== Material shown

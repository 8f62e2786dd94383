use serde::{Deserialize, Serialize};

/// A visited place as classified by the activity summary.
#[derive(Debug, Clone, PartialEq, Serialize, Deserialize)]
#[serde(rename_all = "camelCase")]
pub struct ActivityPlace {
    pub place_id: i64,
    pub name: String,
    #[serde(default)]
    pub emoji: String,
    #[serde(default)]
    pub is_closed: bool,
    pub lat: f64,
    pub lng: f64,
    #[serde(default)]
    pub distance_m: f64,
}

/// Frequent and dormant buckets, as returned by the server.
#[derive(Debug, Clone, Default, PartialEq, Serialize, Deserialize)]
pub struct ActivityResponse {
    #[serde(default)]
    pub frequent: Vec<ActivityPlace>,
    #[serde(default)]
    pub dormant: Vec<ActivityPlace>,
}

impl ActivityResponse {
    /// Frequent places first, then dormant ones.
    pub fn into_combined(self) -> Vec<ActivityPlace> {
        let mut places = self.frequent;
        places.extend(self.dormant);
        places
    }
}

#[derive(Debug, Clone, Serialize)]
#[serde(rename_all = "camelCase")]
pub struct ActivityQuery {
    pub lookback_days: u32,
}
use frontend::AppContext;
use frontend::api::diagnostics;
use frontend::config::Config;
use tracing_subscriber::{layer::SubscriberExt, util::SubscriberInitExt};

#[tokio::main]
async fn main() {
    tracing_subscriber::registry()
        .with(tracing_subscriber::EnvFilter::new(
            std::env::var("RUST_LOG").unwrap_or_else(|_| "info".into()),
        ))
        .with(tracing_subscriber::fmt::layer())
        .init();

    let config = Config::from_env().expect("Failed to load configuration");
    config.log_server_info();

    let context = AppContext::bootstrap(config)
        .await
        .expect("Failed to initialise client");

    let info = context.config.environment_info();
    tracing::info!(
        base_url = %info.base_url,
        is_development = info.is_development,
        is_production = info.is_production,
        "API environment"
    );
    match context.client.auth().claims().await {
        Some(claims) => tracing::info!(
            subject = ?claims.sub,
            expires_at = ?claims.expires_at(),
            expired = claims.is_expired(chrono::Utc::now()),
            "Stored session"
        ),
        None if context.client.auth().is_signed_in().await => {
            tracing::info!("Stored session with opaque token")
        }
        None => tracing::info!("No stored session"),
    }

    let results = diagnostics::run_all(&context.client).await;
    let passed = results.iter().filter(|result| result.success).count();
    for result in &results {
        match &result.error {
            None => tracing::info!(
                endpoint = %result.endpoint,
                elapsed_ms = result.response_time.as_millis() as u64,
                "Probe passed"
            ),
            Some(error) => tracing::warn!(
                endpoint = %result.endpoint,
                elapsed_ms = result.response_time.as_millis() as u64,
                "Probe failed: {}",
                error
            ),
        }
    }
    tracing::info!("{}/{} probes passed", passed, results.len());

    if passed < results.len() {
        std::process::exit(1);
    }
}
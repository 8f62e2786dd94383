// Backend liveness probe

use crate::api::client::ApiClient;

impl ApiClient {
    /// GET on the health URL, bounded by the health-check timeout.
    ///
    /// Bypasses the envelope: any 2xx is healthy, anything else (including a
    /// timeout) is not.
    pub async fn health_check(&self) -> bool {
        let result = self
            .http()
            .get(self.health_check_url())
            .timeout(self.health_check_timeout())
            .send()
            .await;

        match result {
            Ok(response) => {
                let healthy = response.status().is_success();
                if !healthy {
                    tracing::warn!(status = response.status().as_u16(), "Health check returned non-success status");
                }
                healthy
            }
            Err(err) => {
                tracing::warn!("Health check failed: {}", err);
                false
            }
        }
    }
}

====

» **What to work on**
The response must consist solely of the lines from the top of the records through the line holding "by the server.", copied word for word.

» **Expected output**
repository 8f62e2786dd94383
use serde::{Deserialize, Serialize};

/// A visited place as classified by the activity summary.
#[derive(Debug, Clone, PartialEq, Serialize, Deserialize)]
#[serde(rename_all = "camelCase")]
pub struct ActivityPlace {
    pub place_id: i64,
    pub name: String,
    #[serde(default)]
    pub emoji: String,
    #[serde(default)]
    pub is_closed: bool,
    pub lat: f64,
    pub lng: f64,
    #[serde(default)]
    pub distance_m: f64,
}

/// Frequent and dormant buckets, as returned by the server.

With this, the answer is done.